What’s the ROI of trust? – a multi billion $ case study.

After 35 years working at Boeing, Dennis Muilenburg stepped back as it’s Chairman on the 23rd of December 2019, just one week after Boeing announced the complete production stop of the Boeing 737 max. This didn’t come as a surprise, as the Boeing 737 max was expected to be the next Cash Cow, accounting for three quarters of Boeings net income streams in civil airplane production with more than 5.000 preorders. There were no kind words and congratulations for him as usually when a chairman steps back. Boeing distanced itself from Muilenburg announcing that it would be necessary now to repair the trust in Boeing.

Muilenburg leaves a company in deep crisis. For decades Boeing, one of the biggest US companies in the manufacturing industry, the biggest US exporter and one of the biggest US employers with more than 150.000 employees was leading the head-to-head race with it’s European rival AIRBUS on civil airplane production. In 2018 Boeing won the race again with 806 delivered machines versus 800 machines at Airbus. In 2019 the head-to-head race came to an abrupt ending. AIRBUS increased it’s amount of delivered machines up to 863 but Boeing left the race with a total of only 296 machines! In 2019 they lost two third of their total expected delivered planes! Even loyal US clients like American Airways and United Airlines switched from Boeing to AIRBUS. United Airlines for instance ordered 50 AIRBUS A321XLR – the equivalent AIRBUS product to a Boeing 737max – worth around 6 Billion US Dollars. Boeing lost the race. Boeing’s reaction? It announces to repair trust towards their clients and institutions. If you need a „return-of-investment“ example for trust management and trust design. Here it is.

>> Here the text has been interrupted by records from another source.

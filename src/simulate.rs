//! Seeded synthetic sample streams.
//!
//! [`SyntheticUser`] emits one [`Sample`] per minute with plausible shapes:
//! a circadian heart-rate/HRV swing with occasional activity spikes, daytime
//! screen and calendar load, sleep debt that builds while awake and is repaid
//! overnight, and a per-day weather regime (storm days drop pressure and
//! temperature). Streams are reproducible for a given seed.

use crate::core::features::MINUTES_PER_DAY;
use crate::core::sample::Sample;
use chrono::{DateTime, Duration, Timelike, Utc};
use rand::rngs::StdRng;
use rand::{Rng, SeedableRng};
use statrs::distribution::Normal;

/// Upper bound on accumulated sleep debt (hours).
const MAX_SLEEP_DEBT: f64 = 6.0;

const STORM_DAY_PROBABILITY: f64 = 0.18;
const ACTIVITY_SPIKE_PROBABILITY: f64 = 0.05;

/// Stable per-user traits.
#[derive(Debug, Clone, PartialEq)]
pub struct UserProfile {
    pub resting_hr: f64,
    pub resting_hrv: f64,
    /// Probability of screen use in a daytime minute
    pub screen_intensity: f64,
    pub calendar_intensity: f64,
    pub base_temperature: f64,
}

impl UserProfile {
    fn draw(rng: &mut StdRng) -> Self {
        Self {
            resting_hr: gaussian(rng, 68.0, 4.0),
            resting_hrv: gaussian(rng, 75.0, 10.0),
            screen_intensity: rng.gen_range(0.4..0.9),
            calendar_intensity: rng.gen_range(0.3..0.8),
            base_temperature: gaussian(rng, 18.0, 4.0),
        }
    }
}

#[derive(Debug, Clone)]
struct DayRegime {
    day: i64,
    storm_intensity: f64,
    cloud_cover: f64,
    temperature_shift: f64,
}

impl DayRegime {
    fn draw(day: i64, rng: &mut StdRng) -> Self {
        let storm = rng.gen_bool(STORM_DAY_PROBABILITY);
        let storm_intensity = if storm { rng.gen_range(4.0..12.0) } else { 0.0 };
        let cloud_factor = if storm { 0.6 } else { 1.0 };
        Self {
            day,
            storm_intensity,
            cloud_cover: rng.gen_range(0.2..0.9) * cloud_factor,
            temperature_shift: gaussian(rng, 0.0, 1.5),
        }
    }

    fn is_storm(&self) -> bool {
        self.storm_intensity > 0.0
    }
}

/// Minute-cadence sample generator for one user.
#[derive(Debug, Clone)]
pub struct SyntheticUser {
    user_id: String,
    profile: UserProfile,
    rng: StdRng,
    next_timestamp: DateTime<Utc>,
    sleep_debt: f64,
    regime: Option<DayRegime>,
}

impl SyntheticUser {
    /// Create a generator whose first sample is stamped `start`.
    pub fn new(user_id: impl Into<String>, seed: u64, start: DateTime<Utc>) -> Self {
        let mut rng = StdRng::seed_from_u64(seed);
        let profile = UserProfile::draw(&mut rng);
        let sleep_debt = rng.gen_range(0.0..1.0);
        Self {
            user_id: user_id.into(),
            profile,
            rng,
            next_timestamp: start,
            sleep_debt,
            regime: None,
        }
    }

    pub fn profile(&self) -> &UserProfile {
        &self.profile
    }

    /// Generate the next `count` samples.
    pub fn take_samples(&mut self, count: usize) -> Vec<Sample> {
        (0..count).map(|_| self.next_sample()).collect()
    }

    /// Generate one sample and advance the clock by a minute.
    pub fn next_sample(&mut self) -> Sample {
        let timestamp = self.next_timestamp;
        self.next_timestamp = timestamp + Duration::minutes(1);

        let minute = (timestamp.hour() * 60 + timestamp.minute()) as f64;
        let day_fraction = minute / MINUTES_PER_DAY as f64;
        let day = timestamp.timestamp().div_euclid(86_400);
        let regime = self.regime_for(day);

        let tau = std::f64::consts::TAU;
        let circadian = (tau * day_fraction).sin();
        let daytime = day_fraction > 0.25 && day_fraction < 0.92;
        let asleep = day_fraction < 0.25;

        let spike = self.rng.gen_bool(ACTIVITY_SPIKE_PROBABILITY);
        let (hr_spike, hrv_dip) = if spike {
            (self.rng.gen_range(10.0..25.0), self.rng.gen_range(5.0..15.0))
        } else {
            (0.0, 0.0)
        };
        let heart_rate =
            self.profile.resting_hr + 8.0 * circadian + gaussian(&mut self.rng, 0.0, 3.0) + hr_spike;
        let hrv = (self.profile.resting_hrv - 12.0 * circadian + gaussian(&mut self.rng, 0.0, 4.0)
            - hrv_dip)
            .max(5.0);

        let screen_chance = self.profile.screen_intensity * if daytime { 1.0 } else { 0.4 };
        let screen_time_minutes = if self.rng.gen_bool(screen_chance.clamp(0.0, 1.0)) {
            self.rng.gen_range(0.0..3.0)
        } else {
            0.0
        };

        let calendar_rate = self.profile.calendar_intensity * if daytime { 2.0 } else { 0.4 };
        let calendar_load = (0..4)
            .filter(|_| self.rng.gen_bool((calendar_rate / 4.0).clamp(0.0, 1.0)))
            .count() as f64;

        if asleep {
            self.sleep_debt = (self.sleep_debt - self.rng.gen_range(0.02..0.05)).max(0.0);
        } else {
            let accrual = self.rng.gen_range(0.005..0.02) * (1.0 + screen_time_minutes / 2.0);
            self.sleep_debt = (self.sleep_debt + accrual).min(MAX_SLEEP_DEBT);
        }

        let solar_wave = (tau * (day_fraction - 0.25)).sin().max(0.0);
        let temperature_c = self.profile.base_temperature
            + 7.0 * (tau * (day_fraction - 0.2)).sin()
            + regime.temperature_shift
            - 0.4 * regime.storm_intensity
            + gaussian(&mut self.rng, 0.0, 1.2);
        let barometric_pressure_hpa = 1013.0 + gaussian(&mut self.rng, 0.0, 3.0)
            - regime.storm_intensity
            - 1.5 * solar_wave;
        let solar_pressure_index = (solar_wave * (1.0 - regime.cloud_cover)).clamp(0.0, 1.0);
        let uv_index =
            (solar_pressure_index * 11.0 + gaussian(&mut self.rng, 0.0, 0.5)).clamp(0.0, 11.0);

        let mut ambient_noise_db = 38.0
            + if day_fraction > 0.2 && day_fraction < 0.9 { 12.0 } else { 0.0 }
            + 3.0 * self.rng.gen_range(0.0..1.0)
            + gaussian(&mut self.rng, 0.0, 2.0);
        if day_fraction > 0.5 {
            ambient_noise_db += self.rng.gen_range(0.0..6.0);
        }

        let environment_risk = 0.6 * ((1015.0 - barometric_pressure_hpa) / 20.0).clamp(0.0, 1.0)
            + 0.4 * ((ambient_noise_db - 60.0) / 25.0).clamp(0.0, 1.0);
        let trigger_score = 0.3 * ((self.profile.resting_hrv - hrv) / 25.0).clamp(0.0, 1.0)
            + 0.25 * (self.sleep_debt / 4.0).clamp(0.0, 1.0)
            + 0.2 * (screen_time_minutes / 3.0).clamp(0.0, 1.0)
            + 0.25 * environment_risk;
        let migraine_probability = (0.0004
            + trigger_score * 0.2
            + calendar_load * 0.0005
            + environment_risk * 0.1)
            .clamp(0.0, 0.55);

        let weather_condition = if regime.is_storm() {
            "storm"
        } else if solar_pressure_index > 0.7 && regime.cloud_cover < 0.4 {
            "sunny"
        } else if regime.cloud_cover > 0.65 {
            "cloudy"
        } else {
            "clear"
        };

        Sample {
            user_id: self.user_id.clone(),
            timestamp,
            heart_rate,
            hrv,
            sleep_debt_hours: self.sleep_debt,
            screen_time_minutes,
            calendar_load,
            temperature_c,
            barometric_pressure_hpa,
            solar_pressure_index,
            uv_index,
            ambient_noise_db,
            trigger_score,
            migraine_probability,
            weather_condition: weather_condition.to_string(),
        }
    }

    fn regime_for(&mut self, day: i64) -> DayRegime {
        match &self.regime {
            Some(regime) if regime.day == day => regime.clone(),
            _ => {
                let regime = DayRegime::draw(day, &mut self.rng);
                self.regime = Some(regime.clone());
                regime
            }
        }
    }
}

impl Iterator for SyntheticUser {
    type Item = Sample;

    fn next(&mut self) -> Option<Sample> {
        Some(self.next_sample())
    }
}

fn gaussian(rng: &mut StdRng, mean: f64, std_dev: f64) -> f64 {
    match Normal::new(mean, std_dev) {
        Ok(normal) => rng.sample(normal),
        Err(_) => mean,
    }
}

#[cfg(test)]
mod tests {
    use super::*;
    use chrono::TimeZone;

    fn start() -> DateTime<Utc> {
        Utc.with_ymd_and_hms(2024, 1, 22, 0, 0, 0).unwrap()
    }

    #[test]
    fn test_same_seed_same_stream() {
        let a = SyntheticUser::new("user_001", 42, start()).take_samples(120);
        let b = SyntheticUser::new("user_001", 42, start()).take_samples(120);
        assert_eq!(a, b);

        let c = SyntheticUser::new("user_001", 43, start()).take_samples(120);
        assert_ne!(a, c);
    }

    #[test]
    fn test_minute_cadence() {
        let samples = SyntheticUser::new("user_001", 7, start()).take_samples(10);
        for pair in samples.windows(2) {
            assert_eq!(pair[1].timestamp - pair[0].timestamp, Duration::minutes(1));
        }
        assert!(samples.iter().all(|s| s.user_id == "user_001"));
    }

    #[test]
    fn test_readings_in_range() {
        let samples: Vec<Sample> = SyntheticUser::new("user_002", 9, start())
            .take(2 * MINUTES_PER_DAY)
            .collect();

        for sample in &samples {
            assert!(sample.non_finite_signals().is_empty());
            assert!((0.0..=MAX_SLEEP_DEBT).contains(&sample.sleep_debt_hours));
            assert!((0.0..=11.0).contains(&sample.uv_index));
            assert!((0.0..=0.55).contains(&sample.migraine_probability));
            assert!((0.0..3.0).contains(&sample.screen_time_minutes));
        }
        assert!(samples.iter().any(|s| s.screen_time_minutes > 0.0));
    }

    #[test]
    fn test_sleep_debt_repaid_overnight() {
        let mut user = SyntheticUser::new("user_003", 11, start());
        // Awake until 22:00
        let evening = user.take_samples(22 * 60).last().unwrap().sleep_debt_hours;
        // Through the small hours of the next day
        let night = user.take_samples(2 * 60 + 6 * 60).last().unwrap().sleep_debt_hours;
        assert!(night < evening);
    }
}
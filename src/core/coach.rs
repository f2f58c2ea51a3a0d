//! Coaching recommendations keyed on risk level.

use crate::core::prediction::RiskLevel;

const HIGH_RISK: [&str; 3] = [
    "Schedule a short break in the next 30 minutes and hydrate.",
    "Dim your screen brightness and move to a quiet space if possible.",
    "Prepare your acute medication plan and notify your support contact.",
];

const MEDIUM_RISK: [&str; 3] = [
    "Log current triggers (sleep, stress) to refine the model.",
    "Do a 5-minute breathing exercise and reduce screen exposure.",
    "Check your calendar to see if you can stagger intense meetings.",
];

const LOW_RISK: [&str; 3] = [
    "You're in the safe zone; maintain hydration and posture routines.",
    "Plan tomorrow's sleep and screen hygiene to keep your baseline stable.",
    "If anything feels off, add a quick journal entry for your coach.",
];

/// Recommendations for a risk level, most urgent first.
pub fn recommendations(level: RiskLevel) -> &'static [&'static str] {
    match level {
        RiskLevel::High => &HIGH_RISK,
        RiskLevel::Medium => &MEDIUM_RISK,
        RiskLevel::Low => &LOW_RISK,
    }
}

#[cfg(test)]
mod tests {
    use super::*;

    #[test]
    fn test_each_level_has_three_recommendations() {
        for level in [RiskLevel::Low, RiskLevel::Medium, RiskLevel::High] {
            assert_eq!(recommendations(level).len(), 3);
        }
        assert!(recommendations(RiskLevel::High)[0].contains("break"));
    }
}
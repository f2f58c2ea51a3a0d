//! Head Start engine - online feature windowing and prediction caching.
//!
//! This library keeps a bounded window of recent biometric and environmental
//! samples per user, turns each window into a model-ready feature vector,
//! and caches the resulting risk prediction with ranked insights so reads
//! never wait on computation.
//!
//! # Guarantees
//!
//! - **Bounded memory**: each user's window holds at most
//!   `max_events_per_user` samples, oldest evicted first
//! - **No torn reads**: readers see the last fully committed prediction
//! - **Serialized updates**: ingest and refresh updates for a user are
//!   applied one at a time, in acquisition order
//! - **Failure isolation**: a scorer failure for one user never affects
//!   another, and never discards a committed prediction
//!
//! # Architecture
//!
//! ```text
//! ┌──────────────────────────────────────────────────────────────┐
//! │                      Head Start engine                       │
//! ├──────────────────────────────────────────────────────────────┤
//! │  ┌─────────────┐   ┌─────────────┐   ┌─────────────┐        │
//! │  │   Ingest    │──▶│ EventWindow │──▶│  Features   │        │
//! │  │  (sample)   │   │ (ring/user) │   │ (pipeline)  │        │
//! │  └─────────────┘   └─────────────┘   └─────────────┘        │
//! │         ▲                                    │               │
//! │         │                                    ▼               │
//! │  ┌─────────────┐                     ┌─────────────┐        │
//! │  │   Refresh   │                     │ Prediction  │        │
//! │  │  Scheduler  │                     │    Cache    │        │
//! │  └─────────────┘                     └─────────────┘        │
//! └──────────────────────────────────────────────────────────────┘
//! ```
//!
//! # Example
//!
//! ```no_run
//! use headstart_engine::{LogisticScorer, StoreCoordinator, StoreSettings};
//! use std::sync::Arc;
//!
//! # async fn demo(sample: headstart_engine::Sample) -> anyhow::Result<()> {
//! let scorer = LogisticScorer::load("models/model_bundle.json".as_ref())?;
//! let store = StoreCoordinator::new(Arc::new(scorer), StoreSettings::default());
//!
//! let outcome = store.ingest(sample).await?;
//! println!("stored {} samples", outcome.stored_count);
//! # Ok(())
//! # }
//! ```

pub mod config;
pub mod core;
pub mod refresh;
pub mod scorer;
pub mod simulate;
pub mod store;

#[cfg(feature = "server")]
pub mod server;

// Re-export key types at crate root for convenience
pub use config::{Config, ConfigError};
pub use core::{
    CacheEntry, EventWindow, FeatureError, FeaturePipeline, FeatureVector, PredictionCache,
    RiskLevel, Sample, Signal,
};
pub use refresh::RefreshScheduler;
pub use scorer::{BundleError, LogisticScorer, ModelBundle, Scorer, ScorerError};
pub use simulate::SyntheticUser;
pub use store::{HealthStats, IngestOutcome, RefreshReport, StoreCoordinator, StoreError, StoreSettings};

/// Library version.
pub const VERSION: &str = env!("CARGO_PKG_VERSION");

The ROI of a trust based organization
Due to lost trust, Boeing lost two third of their market and will need years to join the race with AIRBUS again. There are more than 400 Boeing 737max worth an estimated 40 billion $ sitting on employee parking sites not to be delivered until 2021, which costs an estimated 1 billion $ per month. Additionally they expect the total of contract fines due to delayed delivery of machines to reach around 10 billion $ and even worse: the development of a new alternative for the „New Middle of the Market“, called 797 which could compete against the Airbus A321XLR is stopped, due to the expensive efforts to repair the 737 max disaster. (The 797 would be a replacement for the Boeing 757 which was produced until 2005 – 15 years ago.) Trustworthiness is a longterm investment and it pays off. AIRBUS is completely sold out until 2024.

Or was it just bad luck?
For Muilenburg, it wasn’t a lack of trustworthiness, it was just bad luck – an „unlucky combination of unexpected events“ leading to 346 dead passengers and crew members. Here is the thing: The Boeing 737max crashes near the Coast of Java and in Addis Abeba weren’t the first deadly 737 crashes. Since 1967 a total of 210 Boeing 737 crashed and 5.010 people died – without harm to the Boeing market value and order book. This case was different. This case was about lost trustworthiness towards all stakeholders involved. And as a consequence, the Federal Aviation Administration decided to check every single of the 400 planes on the parking sites once a solution for the technical issues is accepted. The FAA switched from a trust based relationship with Boeing, in which the major part of testing was not proceeded by FAA staff but Boeing staff to checking every single plane. A binding promise of Boeing that only planes with the new safety standards built in will be handed over to airlines didn’t suffice – anymore.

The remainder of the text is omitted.